A importância da vara é de
tal ordem e está tão vincada no subconsciente dos sujeitos falantes, que
o seu nome se estendeu a todo o edifício, passando este a ser conhecido
pela expressão lagar de vara. Este tipo de prensa assumiu,
portanto, um papel marcadamente individualizador, permitindo distinguir
o lagar onde existe de todos os restantes.
Intimamente ligada com a expressão
lagar de vara
está a noção de antiguidade, de tal modo que, quando se afirma que este
ou aquele lagar é de vara, automaticamente se pressupõe a ideia de
antiquado e ultrapassado. Só assim se compreende ouvirmos tantas vezes
da boca dos informadores afirmações como esta: «Esse lagar não tem
interesse, ainda é de vara. O senhor tem um mais moderno em tal parte.
Esse já é muito velho. Já nem trabalha.»
Antes de entrarmos na descrição deste tipo de prensa, sem dúvida do que
de mais antigo se conhece(5),
convirá saber os nomes por que é conhecido, não apenas em Portugal, mas
ainda no país vizinho e em Itália.
Em Espanha, esta prensa é conhecida pelas expressões
prensa de libra
e prensa de romana e ainda pelos termos prensa, trujal e
viga(6); em Itália, é conhecida por turcio, trabocco
e trappito(7), termos que variam de região para região.
Em Portugal, além da expressão
prensa de vara
ou simplesmente vara, designações muito difundidas por todo o
País, é conhecida ainda por feixe, termo pouco representado, e
por trabe, este último com larga área e bastante documentado. O
vocábulo feixe foi por nós registado apenas no distrito do Porto,
P. 51, 52 e 54a; trabe, que não é mais do que uma variante
fonética de trave, surge-nos com frequência nos distritos de Braga, P.
29, 31, Porto, 57, 60, e Vila Real, P. 73, 76a, 78.
Por
vara
entendemos um tipo de prensa que se compõe essencialmente de duas
partes: um enorme tronco de madeira, cujo comprimento oscila entre seis
e catorze metros e com uma função de alavanca de tipo inter-resistente
ou de segunda espécie; um sistema de accionamento, formado por um grosso
parafuso ou fuso de madeira – muito raramente de ferro – e uma espécie
de porca que atravessa a vara.

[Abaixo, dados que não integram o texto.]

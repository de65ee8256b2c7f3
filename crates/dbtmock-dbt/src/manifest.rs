//! dbt manifest.json parsing
//!
//! Parses dbt-generated manifest.json to extract compiled nodes, sources, and
//! their dependencies. The manifest is read once and never mutated afterwards.

use dbtmock_core::DiagnosticCode;
use serde::{Deserialize, Deserializer, Serialize};
use std::collections::HashMap;
use std::path::Path;

/// dbt manifest.json structure (subset of fields we care about)
#[derive(Debug, Clone, Default, PartialEq, Serialize, Deserialize)]
pub struct Manifest {
    /// Metadata about the manifest
    #[serde(default)]
    pub metadata: Option<ManifestMetadata>,

    /// Models, seeds, tests, snapshots...
    #[serde(default)]
    pub nodes: HashMap<String, ManifestNode>,

    /// Source definitions
    #[serde(default)]
    pub sources: HashMap<String, ManifestSource>,
}

impl Manifest {
    /// Load manifest from file
    pub fn from_file(path: &Path) -> Result<Self, ManifestError> {
        let contents = std::fs::read_to_string(path)
            .map_err(|e| ManifestError::IoError(path.display().to_string(), e.to_string()))?;

        Self::from_str(&contents)
    }

    /// Parse manifest from JSON string
    pub fn from_str(json: &str) -> Result<Self, ManifestError> {
        let manifest: Manifest = serde_json::from_str(json)
            .map_err(|e| ManifestError::ParseError(e.to_string()))?;

        Ok(manifest.with_kinds())
    }

    /// Build a manifest from in-memory nodes and sources
    pub fn from_parts(
        nodes: impl IntoIterator<Item = (String, ManifestNode)>,
        sources: impl IntoIterator<Item = (String, ManifestSource)>,
    ) -> Self {
        Self {
            metadata: None,
            nodes: nodes.into_iter().collect(),
            sources: sources.into_iter().collect(),
        }
        .with_kinds()
    }

    /// Tag every entry with its kind, derived once from the id
    fn with_kinds(mut self) -> Self {
        for (id, node) in self.nodes.iter_mut() {
            node.kind = NodeKind::from_node_id(id);
        }
        self
    }

    /// Get a specific node by unique_id
    pub fn get_node(&self, unique_id: &str) -> Option<&ManifestNode> {
        self.nodes.get(unique_id)
    }

    /// Kind of any id known to the manifest
    pub fn kind_of(&self, unique_id: &str) -> Option<NodeKind> {
        if let Some(node) = self.nodes.get(unique_id) {
            Some(node.kind)
        } else if self.sources.contains_key(unique_id) {
            Some(NodeKind::Source)
        } else {
            None
        }
    }

    /// Fully qualified reference and short alias consumers use for an id
    pub fn relation(&self, unique_id: &str) -> Option<Relation> {
        if let Some(node) = self.nodes.get(unique_id) {
            Some(Relation {
                full_name: node.full_name(),
                short_name: node.alias.clone(),
            })
        } else {
            self.sources.get(unique_id).map(|source| Relation {
                full_name: source.relation_name.clone(),
                short_name: source.name.clone(),
            })
        }
    }
}

/// Manifest metadata
#[derive(Debug, Clone, PartialEq, Serialize, Deserialize)]
pub struct ManifestMetadata {
    #[serde(default)]
    pub dbt_schema_version: String,
    #[serde(default)]
    pub dbt_version: String,
    #[serde(default)]
    pub generated_at: String,
    #[serde(default)]
    pub invocation_id: Option<String>,
}

/// What a manifest entry is, decided once at load time
#[derive(Debug, Clone, Copy, Default, PartialEq, Eq, Hash, Serialize, Deserialize)]
#[serde(rename_all = "lowercase")]
pub enum NodeKind {
    /// Compiled SQL model
    Model,

    /// Seed; carries compiled SQL only when dbt produced some
    Seed,

    /// Leaf table that must be mocked (sources and any other node type)
    #[default]
    Source,
}

impl NodeKind {
    /// Derive the kind from a unique_id's leading segment
    pub fn from_node_id(unique_id: &str) -> Self {
        match unique_id.split('.').next() {
            Some("model") => Self::Model,
            Some("seed") => Self::Seed,
            _ => Self::Source,
        }
    }

    /// Whether the node has compiled SQL that can be resolved recursively
    pub fn is_compiled(&self) -> bool {
        matches!(self, Self::Model | Self::Seed)
    }
}

/// A node in the manifest (model, seed, test, snapshot, etc.)
#[derive(Debug, Clone, Default, PartialEq, Serialize, Deserialize)]
pub struct ManifestNode {
    /// Unique identifier (e.g., "model.my_project.users")
    #[serde(default, deserialize_with = "null_as_empty")]
    pub unique_id: String,

    /// Node name (e.g., "users")
    #[serde(default, deserialize_with = "null_as_empty")]
    pub name: String,

    /// Resource type (model, test, snapshot, etc.)
    #[serde(default, deserialize_with = "null_as_empty")]
    pub resource_type: String,

    /// Database name
    #[serde(default, deserialize_with = "null_as_empty")]
    pub database: String,

    /// Schema name
    #[serde(default, deserialize_with = "null_as_empty")]
    pub schema: String,

    /// Alias (name other nodes use when re-referencing this one)
    #[serde(default, deserialize_with = "null_as_empty")]
    pub alias: String,

    /// Compiled SQL, present once `dbt compile` has run
    #[serde(default, deserialize_with = "null_as_empty")]
    pub compiled_code: String,

    /// Dependencies
    #[serde(default)]
    pub depends_on: DependsOn,

    /// Fully qualified name
    #[serde(default)]
    pub fqn: Vec<String>,

    /// Derived from the manifest key when loaded
    #[serde(skip)]
    pub kind: NodeKind,
}

impl ManifestNode {
    /// Backtick-quoted three-part reference: `db`.`schema`.`name`
    pub fn full_name(&self) -> String {
        format!("`{}`.`{}`.`{}`", self.database, self.schema, self.name)
    }

    /// Whether dbt produced compiled SQL for this node
    pub fn has_compiled_sql(&self) -> bool {
        !self.compiled_code.trim().is_empty()
    }
}

/// dbt writes `null` for fields that do not apply to a node type
fn null_as_empty<'de, D: Deserializer<'de>>(deserializer: D) -> Result<String, D::Error> {
    Ok(Option::<String>::deserialize(deserializer)?.unwrap_or_default())
}

/// Dependencies structure
#[derive(Debug, Clone, Default, PartialEq, Serialize, Deserialize)]
pub struct DependsOn {
    /// List of node unique_ids this node depends on
    #[serde(default)]
    pub nodes: Vec<String>,
}

/// A source in the manifest
#[derive(Debug, Clone, Default, PartialEq, Serialize, Deserialize)]
pub struct ManifestSource {
    /// Unique identifier (e.g., "source.my_project.raw.users")
    #[serde(default, deserialize_with = "null_as_empty")]
    pub unique_id: String,

    /// Table name (e.g., "users"), used as the synthesized alias
    #[serde(default, deserialize_with = "null_as_empty")]
    pub name: String,

    /// Fully qualified name
    #[serde(default)]
    pub fqn: Vec<String>,

    /// Reference exactly as it appears in compiled SQL, e.g. `p`.`raw`.`users`
    #[serde(default, deserialize_with = "null_as_empty")]
    pub relation_name: String,
}

/// How consumers refer to a node in their SQL
#[derive(Debug, Clone, PartialEq, Eq)]
pub struct Relation {
    pub full_name: String,
    pub short_name: String,
}

/// Manifest parsing errors
#[derive(Debug, thiserror::Error)]
pub enum ManifestError {
    #[error("Failed to read manifest file {0}: {1}")]
    IoError(String, String),

    #[error("Failed to parse manifest JSON: {0}")]
    ParseError(String),
}

impl ManifestError {
    pub fn code(&self) -> DiagnosticCode {
        DiagnosticCode::ManifestReadError
    }
}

Na extremidade inferior do parafuso, um
bloco cilíndrico, tronco-cónico ou esférico, feito de pedra ou cimento,
serve de peso, aumentando a pressão exercida pela prensa.

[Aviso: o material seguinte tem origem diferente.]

//! Unit test specifications
//!
//! A test names a target model, mock CSV data for some of the nodes it reads
//! from, and the CSV the model is expected to produce:
//!
//! ```json
//! {
//!   "name": "orders_daily",
//!   "model": "model.shop.orders_daily",
//!   "mocks": {
//!     "source.shop.raw.orders": {"filepath": "mocks/orders.csv", "types": {"amount": "INT64"}}
//!   },
//!   "output": {"filepath": "mocks/orders_daily_expected.csv"}
//! }
//! ```

use dbtmock_core::DiagnosticCode;
use serde::{Deserialize, Serialize};
use std::collections::{BTreeMap, HashMap};
use std::path::{Path, PathBuf};
use walkdir::WalkDir;

/// Substitute data for one node: a CSV file plus optional column types
#[derive(Debug, Clone, Default, PartialEq, Eq, Serialize, Deserialize)]
pub struct Mock {
    /// Path to the CSV file
    pub filepath: PathBuf,

    /// Column name -> SQL type, used to wrap values in `CAST`
    #[serde(default)]
    pub types: BTreeMap<String, String>,
}

impl Mock {
    pub fn new(filepath: impl Into<PathBuf>) -> Self {
        Self {
            filepath: filepath.into(),
            types: BTreeMap::new(),
        }
    }

    /// Declare a SQL type for a column
    pub fn with_type(mut self, column: impl Into<String>, sql_type: impl Into<String>) -> Self {
        self.types.insert(column.into(), sql_type.into());
        self
    }

    fn rebase(&mut self, base: &Path) {
        if self.filepath.is_relative() {
            self.filepath = base.join(&self.filepath);
        }
    }
}

/// One unit test for a model
#[derive(Debug, Clone, PartialEq, Eq, Serialize, Deserialize)]
pub struct TestSpec {
    pub name: String,

    /// unique_id of the model under test
    pub model: String,

    /// Node or source id -> mock data
    #[serde(default)]
    pub mocks: HashMap<String, Mock>,

    /// Expected model output
    pub output: Mock,
}

impl TestSpec {
    /// Load a test spec from a JSON file
    pub fn from_file(path: &Path) -> Result<Self, TestSpecError> {
        let contents = std::fs::read_to_string(path)
            .map_err(|e| TestSpecError::IoError(path.display().to_string(), e.to_string()))?;

        Self::from_str(&contents)
            .map_err(|e| e.in_file(path))
    }

    /// Parse a test spec from a JSON string
    pub fn from_str(json: &str) -> Result<Self, TestSpecError> {
        let spec: TestSpec = serde_json::from_str(json)
            .map_err(|e| TestSpecError::ParseError(String::new(), e.to_string()))?;

        spec.validate()?;
        Ok(spec)
    }

    fn validate(&self) -> Result<(), TestSpecError> {
        if self.name.trim().is_empty() {
            return Err(TestSpecError::InvalidSpec("test name is empty".to_string()));
        }
        if self.model.trim().is_empty() {
            return Err(TestSpecError::InvalidSpec(format!(
                "test '{}' does not name a model",
                self.name
            )));
        }
        Ok(())
    }

    /// Resolve relative mock paths against a base directory
    pub fn rebase(mut self, base: &Path) -> Self {
        for mock in self.mocks.values_mut() {
            mock.rebase(base);
        }
        self.output.rebase(base);
        self
    }
}

/// Paths of every `*.json` file directly inside a folder, sorted by file name
///
/// Sub-directories are not descended into.
pub fn test_spec_paths(dir: &Path) -> Result<Vec<PathBuf>, TestSpecError> {
    let mut paths = Vec::new();

    for entry in WalkDir::new(dir).min_depth(1).max_depth(1).sort_by_file_name() {
        let entry = entry
            .map_err(|e| TestSpecError::IoError(dir.display().to_string(), e.to_string()))?;
        let path = entry.path();

        if entry.file_type().is_file() && path.extension().is_some_and(|ext| ext == "json") {
            paths.push(path.to_path_buf());
        }
    }

    tracing::debug!(dir = %dir.display(), count = paths.len(), "discovered test specs");
    Ok(paths)
}

/// Load every `*.json` test spec in a folder, sorted by file name
pub fn load_test_folder(dir: &Path) -> Result<Vec<TestSpec>, TestSpecError> {
    test_spec_paths(dir)?
        .iter()
        .map(|path| TestSpec::from_file(path))
        .collect()
}

/// Test spec loading errors
#[derive(Debug, thiserror::Error)]
pub enum TestSpecError {
    #[error("Failed to read test spec {0}: {1}")]
    IoError(String, String),

    #[error("Failed to parse test spec {0}: {1}")]
    ParseError(String, String),

    #[error("Invalid test spec: {0}")]
    InvalidSpec(String),
}

impl TestSpecError {
    pub fn code(&self) -> DiagnosticCode {
        DiagnosticCode::TestReadError
    }

    fn in_file(self, path: &Path) -> Self {
        match self {
            Self::ParseError(_, message) => Self::ParseError(path.display().to_string(), message),
            Self::InvalidSpec(message) => {
                Self::InvalidSpec(format!("{} ({})", message, path.display()))
            }
            other => other,
        }
    }
}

A análise dos elementos de que dispomos(8),
a que se juntam os excelentes trabalhos, há pouco citados, de Tomás
Buesa e Albert Klemm, relativamente a Espanha, e de Scheuermeier e
Domenico Priori(9), em relação à Itália, permitem-nos
distinguir dois tipos diferentes de vara: a peninsular, idêntica nos
dois países vizinhos; a italiana, com substanciais diferenças em relação
à primeira.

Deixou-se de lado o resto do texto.